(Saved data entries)
+++
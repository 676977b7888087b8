//! JSON exporter for offline analysis.
//!
//! Exports a finished scenario run, rounds and analysis included, as one
//! JSON document.

use std::collections::BTreeMap;
use std::fs::File;
use std::io::Write;
use std::path::Path;

use arena_core::{AnalysisReport, QueryStats, RoundSummary};
use serde::{Deserialize, Serialize};

use crate::oracle::Violation;
use crate::runner::ScenarioResult;

/// Complete simulation export.
#[derive(Debug, Clone, Serialize, Deserialize)]
pub struct SimExport {
    /// Scenario name
    pub scenario: String,

    /// Seed used
    pub seed: u64,

    #[serde(skip_serializing_if = "Option::is_none")]
    pub run_id: Option<String>,

    /// Final results
    pub passed: bool,

    #[serde(skip_serializing_if = "Option::is_none")]
    pub failure_reason: Option<String>,

    #[serde(skip_serializing_if = "Vec::is_empty", default)]
    pub violations: Vec<Violation>,

    /// Every round, in order
    pub rounds: Vec<RoundSummary>,

    /// Display name -> group label
    pub groups: BTreeMap<String, String>,

    #[serde(skip_serializing_if = "Option::is_none")]
    pub analysis: Option<AnalysisReport>,

    #[serde(skip_serializing_if = "Option::is_none")]
    pub stats: Option<QueryStats>,
}

impl SimExport {
    /// Builds an export from a scenario result.
    pub fn from_result(result: &ScenarioResult) -> Self {
        let report = result.report.as_ref();
        Self {
            scenario: result.scenario.name().to_string(),
            seed: result.seed,
            run_id: report.map(|r| r.run_id.clone()),
            passed: result.passed,
            failure_reason: result.failure_reason.clone(),
            violations: result.violations.clone(),
            rounds: report.map(|r| r.log.rounds().to_vec()).unwrap_or_default(),
            groups: report.map(|r| r.groups.clone()).unwrap_or_default(),
            analysis: report.map(|r| r.analysis.clone()),
            stats: report.map(|r| r.stats),
        }
    }

    /// Writes to a JSON file.
    pub fn write_to_file(&self, path: impl AsRef<Path>) -> std::io::Result<()> {
        let json = serde_json::to_string_pretty(self)?;
        let mut file = File::create(path)?;
        file.write_all(json.as_bytes())?;
        Ok(())
    }
}

#[cfg(test)]
mod tests {
    use super::*;
    use crate::runner::ScenarioRunner;
    use crate::scenarios::ScenarioId;

    #[tokio::test]
    async fn test_export_writes_rounds_and_analysis() {
        let result = ScenarioRunner::new(42, 4)
            .with_rounds(5)
            .run(ScenarioId::MixedPriming)
            .await;
        let export = SimExport::from_result(&result);
        assert_eq!(export.rounds.len(), 5);
        assert_eq!(export.groups.len(), 4);

        let dir = tempfile::tempdir().unwrap();
        let path = dir.path().join("run.json");
        export.write_to_file(&path).unwrap();

        let text = std::fs::read_to_string(&path).unwrap();
        let value: serde_json::Value = serde_json::from_str(&text).unwrap();
        assert_eq!(value["scenario"], "mixed_priming");
        assert_eq!(value["rounds"].as_array().unwrap().len(), 5);
        assert!(value["analysis"]["summary"]["final_gini"].is_number());
        assert!(value.get("violations").is_none());
    }

    #[tokio::test]
    async fn test_export_of_aborted_run_has_no_rounds() {
        let result = ScenarioRunner::new(1, 2)
            .with_rounds(3)
            .run(ScenarioId::UnreachableLedger)
            .await;
        let export = SimExport::from_result(&result);
        assert!(export.rounds.is_empty());
        assert!(export.analysis.is_none());
        assert!(export.run_id.is_none());
    }
}
//! Arena Deterministic Simulation Harness
//!
//! Runs complete Arena experiments against simulated decision makers and a
//! simulated ledger, so that a whole run is reproducible from one seed.
//!
//! # Sources of non-determinism
//!
//! - **Decisions**: seeded random agents biased by priming, plus scripted,
//!   flaky and slow wrappers
//! - **Ledger**: in-memory accounts behind a fault gate (unreachable ledger,
//!   failing accounts, dropped transfers, latency)
//! - **Randomness**: all entropy derived from a single 64-bit seed
//!
//! # Architecture
//!
//! ```text
//! ┌─────────────────────────────────────────────────────────────┐
//! │                         SimWorld                            │
//! │  ┌──────────────────────────────────────────────────────┐   │
//! │  │ Orchestrator (arena_core)                            │   │
//! │  └──────────────────────────────────────────────────────┘   │
//! │       │                        │                            │
//! │  ┌────▼────┐              ┌────▼────┐                       │
//! │  │  Agent  │    ...       │  Agent  │   DecisionQuery       │
//! │  │   #1    │              │   #N    │                       │
//! │  └─────────┘              └─────────┘                       │
//! │       │                                                     │
//! │  ┌────▼──────────────────────────────┐                      │
//! │  │ SimLedger  ◄── SimLedgerController │                      │
//! │  └───────────────────────────────────┘                      │
//! └─────────────────────────────────────────────────────────────┘
//!                │
//!          InvariantOracle (conservation, accounting)
//! ```
//!
//! # Usage
//!
//! ```ignore
//! use arena_sim::{ScenarioRunner, scenarios::ScenarioId};
//!
//! let result = ScenarioRunner::new(42, 16)
//!     .with_rounds(100)
//!     .run(ScenarioId::MixedPriming)
//!     .await;
//! assert!(result.passed);
//! ```

mod agent;
mod exporter;
mod ledger;
mod oracle;
mod priming;
mod runner;
pub mod scenarios;
mod seeds;
mod world;

pub use agent::{FlakyAgent, RandomAgent, ScriptedAgent, SlowAgent};
pub use exporter::SimExport;
pub use ledger::{SimLedger, SimLedgerController};
pub use oracle::{InvariantOracle, Violation};
pub use priming::{Disposition, Priming};
pub use runner::{ScenarioResult, ScenarioRunner};
pub use seeds::DeterministicSeeds;
pub use world::{SimConfig, SimWorld};
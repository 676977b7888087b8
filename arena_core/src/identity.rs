//! Identity Assigner - anonymized display names, fixed for the run.
//!
//! Agents never see each other's underlying identity or model family, only
//! `Agent-1 … Agent-N`. The mapping of identities to numbers is a seeded
//! permutation so that the order in which accounts were registered does not
//! leak through the names.

use std::collections::{HashMap, HashSet};

use arena_env::AgentId;
use rand::seq::SliceRandom;
use rand::SeedableRng;
use rand_chacha::ChaCha8Rng;

use crate::error::ArenaError;

/// Prefix of generated display names.
pub const NAME_PREFIX: &str = "Agent-";

/// Bijective mapping between agent identities and display names.
#[derive(Debug, Clone)]
pub struct IdentityMap {
    /// Display names in presentation order
    names: Vec<String>,

    by_id: HashMap<AgentId, String>,

    /// Lower-cased display name -> (identity, canonical display name)
    by_name: HashMap<String, (AgentId, String)>,
}

impl IdentityMap {
    /// Assigns `Agent-1 … Agent-N` to the given identities using a seeded shuffle.
    pub fn assign(ids: &[AgentId], seed: u64) -> Self {
        let mut numbers: Vec<usize> = (1..=ids.len()).collect();
        let mut rng = ChaCha8Rng::seed_from_u64(seed);
        numbers.shuffle(&mut rng);

        let mut pairs: Vec<(AgentId, String)> = ids
            .iter()
            .zip(numbers)
            .map(|(id, n)| (*id, format!("{}{}", NAME_PREFIX, n)))
            .collect();
        pairs.sort_by_key(|(_, name)| name_number(name));

        Self::build(pairs)
    }

    /// Builds a map from explicit pairs, kept in the given order.
    ///
    /// Fails if two names collide case-insensitively or an identity repeats.
    pub fn from_pairs(pairs: Vec<(AgentId, String)>) -> Result<Self, ArenaError> {
        let mut seen_names = HashSet::new();
        let mut seen_ids = HashSet::new();
        for (id, name) in &pairs {
            if name.trim().is_empty() {
                return Err(ArenaError::setup("display names must be non-empty"));
            }
            if !seen_names.insert(name.to_lowercase()) {
                return Err(ArenaError::setup(format!("duplicate display name {}", name)));
            }
            if !seen_ids.insert(*id) {
                return Err(ArenaError::setup(format!("duplicate agent identity {}", id)));
            }
        }
        Ok(Self::build(pairs))
    }

    fn build(pairs: Vec<(AgentId, String)>) -> Self {
        let names = pairs.iter().map(|(_, name)| name.clone()).collect();
        let by_id = pairs.iter().map(|(id, name)| (*id, name.clone())).collect();
        let by_name = pairs
            .into_iter()
            .map(|(id, name)| (name.to_lowercase(), (id, name)))
            .collect();
        Self { names, by_id, by_name }
    }

    /// Resolves a name case-insensitively to its canonical spelling.
    pub fn resolve(&self, name: &str) -> Option<&str> {
        self.by_name
            .get(&name.trim().to_lowercase())
            .map(|(_, canonical)| canonical.as_str())
    }

    pub fn id_of(&self, name: &str) -> Option<AgentId> {
        self.by_name.get(&name.trim().to_lowercase()).map(|(id, _)| *id)
    }

    pub fn name_of(&self, id: &AgentId) -> Option<&str> {
        self.by_id.get(id).map(String::as_str)
    }

    /// All display names in presentation order.
    pub fn names(&self) -> &[String] {
        &self.names
    }

    pub fn len(&self) -> usize {
        self.names.len()
    }

    pub fn is_empty(&self) -> bool {
        self.names.is_empty()
    }
}

fn name_number(name: &str) -> usize {
    name.strip_prefix(NAME_PREFIX)
        .and_then(|n| n.parse().ok())
        .unwrap_or(usize::MAX)
}

#[cfg(test)]
mod tests {
    use super::*;

    fn ids(n: u64) -> Vec<AgentId> {
        (0..n).map(AgentId::from_seed).collect()
    }

    #[test]
    fn test_assign_is_bijective() {
        let ids = ids(16);
        let map = IdentityMap::assign(&ids, 42);

        assert_eq!(map.len(), 16);
        for id in &ids {
            let name = map.name_of(id).unwrap();
            assert_eq!(map.id_of(name), Some(*id));
        }
        let expected: Vec<String> = (1..=16).map(|n| format!("Agent-{}", n)).collect();
        assert_eq!(map.names(), expected.as_slice());
    }

    #[test]
    fn test_assign_is_deterministic_per_seed() {
        let ids = ids(8);
        let a = IdentityMap::assign(&ids, 7);
        let b = IdentityMap::assign(&ids, 7);
        for id in &ids {
            assert_eq!(a.name_of(id), b.name_of(id));
        }
    }

    #[test]
    fn test_assign_does_not_follow_registration_order() {
        let ids = ids(16);
        let map = IdentityMap::assign(&ids, 42);
        let in_order = ids
            .iter()
            .enumerate()
            .all(|(i, id)| map.name_of(id) == Some(format!("Agent-{}", i + 1).as_str()));
        assert!(!in_order);
    }

    #[test]
    fn test_resolve_is_case_insensitive() {
        let map = IdentityMap::assign(&ids(4), 1);
        assert_eq!(map.resolve("agent-3"), Some("Agent-3"));
        assert_eq!(map.resolve("  AGENT-3 "), Some("Agent-3"));
        assert_eq!(map.resolve("Agent-9"), None);
    }

    #[test]
    fn test_from_pairs_rejects_duplicates() {
        let pairs = vec![
            (AgentId::from_seed(1), "Alpha".to_string()),
            (AgentId::from_seed(2), "alpha".to_string()),
        ];
        assert!(IdentityMap::from_pairs(pairs).is_err());
    }
}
+++
PROBLEM TO WORK ON |
Check the records above line by line and tally those holding the string "ArenaError". Answer with the number only.

REPLY |
5